• [DATA FOR THIS EXERCISE]
_____

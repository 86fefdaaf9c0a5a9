use crate::core::iterator::ChainIterator;
use crate::core::transaction::TransactionResolver;
use crate::core::{Block, OutPoint, Transaction};
use crate::crypto::hash::Hash256;
use crate::crypto::signatures::{Secp256k1Verifier, SignatureVerifier, Signer};
use crate::mining::ProofOfWork;
use crate::storage::KvStore;
use crate::{ChainError, Result};
use std::cell::Cell;
use std::collections::{HashMap, HashSet};
use std::sync::Arc;

/// Reserved key in the blocks namespace holding the tip hash.
pub const LAST_KEY: &[u8] = b"last";

/// The single authoritative chain: blocks keyed by hash plus the tip pointer.
pub struct Blockchain {
    tip: Hash256,
    store: Arc<dyn KvStore>,
    pow: ProofOfWork,
    verifier: Box<dyn SignatureVerifier>,
}

#[derive(Default)]
struct ChainScan {
    prev_txs: HashMap<Hash256, Transaction>,
    spent: HashSet<OutPoint>,
    ids: HashSet<Hash256>,
}

fn decode_hash(bytes: &[u8]) -> Result<Hash256> {
    Hash256::from_slice(bytes)
        .ok_or_else(|| ChainError::Storage(format!("Invalid tip hash length: {}", bytes.len())))
}

impl Blockchain {
    /// Loads the chain held by `store`, or creates it from `genesis` if the
    /// store is empty. Opening an empty store without a genesis reward fails.
    pub fn open(store: Arc<dyn KvStore>, pow: ProofOfWork, genesis: Option<Transaction>) -> Result<Self> {
        let tip = match store.get(LAST_KEY)? {
            Some(bytes) => decode_hash(&bytes)?,
            None => {
                let reward = genesis.ok_or_else(|| {
                    ChainError::InvalidInput("No existing blockchain found. Create one first.".to_string())
                })?;
                if !reward.is_reward() {
                    return Err(ChainError::InvalidTransaction(
                        "Genesis block must hold a reward transaction".to_string(),
                    ));
                }

                let genesis_block = Block::new_genesis(reward, &pow)?;
                let encoded = genesis_block.serialize()?;
                let tip = Cell::new(genesis_block.hash);

                // Another writer may have created a chain while we were mining
                store.transaction(&|tx| match tx.get(LAST_KEY)? {
                    Some(existing) => {
                        tip.set(decode_hash(&existing)?);
                        Ok(())
                    }
                    None => {
                        tx.insert(genesis_block.hash.as_bytes(), &encoded)?;
                        tx.insert(LAST_KEY, genesis_block.hash.as_bytes())?;
                        tip.set(genesis_block.hash);
                        Ok(())
                    }
                })?;

                if tip.get() == genesis_block.hash {
                    log::info!("🌱 Created genesis block {}", genesis_block.hash);
                }
                tip.get()
            }
        };

        let chain = Self {
            tip,
            store,
            pow,
            verifier: Box::new(Secp256k1Verifier),
        };

        if chain.resolve_block(&tip)?.is_none() {
            return Err(ChainError::Storage(format!("Tip {} points at a missing block", tip)));
        }

        log::debug!("Opened chain at tip {}", tip);
        Ok(chain)
    }

    pub fn with_verifier(mut self, verifier: Box<dyn SignatureVerifier>) -> Self {
        self.verifier = verifier;
        self
    }

    pub fn tip(&self) -> Hash256 {
        self.tip
    }

    pub fn proof_of_work(&self) -> &ProofOfWork {
        &self.pow
    }

    pub fn resolve_block(&self, hash: &Hash256) -> Result<Option<Block>> {
        match self.store.get(hash.as_bytes())? {
            Some(data) => Ok(Some(Block::deserialize(&data)?)),
            None => Ok(None),
        }
    }

    /// Newest-to-oldest traversal starting at the current tip.
    pub fn iter(&self) -> ChainIterator<'_> {
        ChainIterator::new(self, self.tip)
    }

    /// Number of blocks, genesis included.
    pub fn len(&self) -> Result<usize> {
        let mut count = 0;
        for block in self.iter() {
            block?;
            count += 1;
        }
        Ok(count)
    }

    /// Height of the tip; the genesis block is at height zero.
    pub fn height(&self) -> Result<u64> {
        Ok(self.len()?.saturating_sub(1) as u64)
    }

    /// Validates, mines and persists `transactions` as the new tip.
    ///
    /// The batch is all-or-nothing: if any transaction fails validation, or
    /// mining or storage fails, nothing is written and the tip is unchanged.
    pub fn append(&mut self, transactions: Vec<Transaction>) -> Result<Block> {
        if transactions.is_empty() {
            return Err(ChainError::InvalidTransaction("Block must contain at least one transaction".to_string()));
        }

        self.validate_batch(&transactions)?;

        let block = Block::new(transactions, self.tip, &self.pow)?;
        let encoded = block.serialize()?;
        let expected_tip = self.tip;

        self.store.transaction(&|tx| {
            let current = tx.get(LAST_KEY)?;
            if current.as_deref() != Some(expected_tip.as_bytes().as_slice()) {
                return Err(ChainError::Storage("Tip moved during append".to_string()));
            }
            tx.insert(block.hash.as_bytes(), &encoded)?;
            tx.insert(LAST_KEY, block.hash.as_bytes())
        })?;

        self.tip = block.hash;
        log::info!(
            "✅ Block {} added with {} transactions",
            block.hash,
            block.transactions.len()
        );
        Ok(block)
    }

    fn validate_batch(&self, transactions: &[Transaction]) -> Result<()> {
        let mut batch_ids = HashSet::new();
        let mut batch_spent = HashSet::new();
        let mut needed = HashSet::new();

        for tx in transactions {
            if !batch_ids.insert(tx.id) {
                return Err(ChainError::InvalidTransaction(format!("Duplicate transaction {} in batch", tx.id)));
            }
            if tx.is_reward() {
                continue;
            }
            for input in &tx.inputs {
                if !batch_spent.insert(input.previous_output) {
                    return Err(ChainError::DoubleSpend(format!(
                        "{} spent twice in one block",
                        input.previous_output
                    )));
                }
                needed.insert(input.previous_output.txid);
            }
        }

        let ChainScan {
            prev_txs,
            spent: chain_spent,
            ids: chain_ids,
        } = self.scan_chain(&needed)?;

        // A repeated id would overwrite the earlier record in the UTXO index
        if let Some(tx) = transactions.iter().find(|tx| chain_ids.contains(&tx.id)) {
            return Err(ChainError::InvalidTransaction(format!("Transaction {} is already on the chain", tx.id)));
        }

        for tx in transactions.iter().filter(|tx| !tx.is_reward()) {
            if !tx.verify(self.verifier.as_ref(), &prev_txs)? {
                return Err(ChainError::InvalidTransaction(format!("Verification failed for {}", tx.id)));
            }

            let mut input_value: u64 = 0;
            for input in &tx.inputs {
                if chain_spent.contains(&input.previous_output) {
                    return Err(ChainError::DoubleSpend(format!("{} is already spent", input.previous_output)));
                }
                // verify() already guaranteed the referenced output exists
                let value = prev_txs
                    .get(&input.previous_output.txid)
                    .and_then(|prev| prev.outputs.get(input.previous_output.vout as usize))
                    .map(|output| output.value)
                    .unwrap_or(0);
                input_value = input_value
                    .checked_add(value)
                    .ok_or_else(|| ChainError::InvalidTransaction(format!("Input value overflow in {}", tx.id)))?;
            }

            if tx.total_output_value() > input_value {
                return Err(ChainError::InvalidTransaction(format!(
                    "{} spends {} but only has {} in inputs",
                    tx.id,
                    tx.total_output_value(),
                    input_value
                )));
            }
        }

        Ok(())
    }

    /// One backward pass collecting the `needed` transactions, every
    /// outpoint already spent on the chain and every transaction id on it.
    fn scan_chain(&self, needed: &HashSet<Hash256>) -> Result<ChainScan> {
        let mut scan = ChainScan::default();

        for block in self.iter() {
            for tx in block?.transactions {
                if !tx.is_reward() {
                    scan.spent.extend(tx.inputs.iter().map(|input| input.previous_output));
                }
                scan.ids.insert(tx.id);
                if needed.contains(&tx.id) {
                    scan.prev_txs.insert(tx.id, tx);
                }
            }
        }

        Ok(scan)
    }

    pub fn sign_transaction<S: Signer + ?Sized>(&self, tx: &mut Transaction, signer: &S) -> Result<()> {
        let prev_txs = self.referenced_transactions(tx)?;
        tx.sign(signer, &prev_txs)
    }

    pub fn verify_transaction(&self, tx: &Transaction) -> Result<bool> {
        if tx.is_reward() {
            return Ok(true);
        }
        let prev_txs = self.referenced_transactions(tx)?;
        tx.verify(self.verifier.as_ref(), &prev_txs)
    }

    /// Audits the whole chain: every block sealed by proof of work and linked
    /// to its predecessor, ending at a genesis block.
    pub fn verify_chain(&self) -> Result<bool> {
        let mut expected = Some(self.tip);

        for block in self.iter() {
            let block = block?;
            if expected != Some(block.hash) || !self.pow.validate(&block)? {
                log::warn!("Block {} fails chain verification", block.hash);
                return Ok(false);
            }
            expected = block.previous_hash;
        }

        Ok(expected.is_none())
    }
}

impl TransactionResolver for Blockchain {
    fn find_transaction(&self, id: &Hash256) -> Result<Option<Transaction>> {
        for block in self.iter() {
            if let Some(tx) = block?.transactions.into_iter().find(|tx| &tx.id == id) {
                return Ok(Some(tx));
            }
        }
        Ok(None)
    }

    fn referenced_transactions(&self, tx: &Transaction) -> Result<HashMap<Hash256, Transaction>> {
        if tx.is_reward() {
            return Ok(HashMap::new());
        }

        let needed: HashSet<Hash256> = tx.inputs.iter().map(|input| input.previous_output.txid).collect();
        let prev_txs = self.scan_chain(&needed)?.prev_txs;

        if let Some(missing) = needed.iter().find(|txid| !prev_txs.contains_key(*txid)) {
            return Err(ChainError::ReferencedTransactionNotFound(*missing));
        }
        Ok(prev_txs)
    }
}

_____

Some lines of the records may hold the word "append". How many do? Answer with a number and nothing else.

2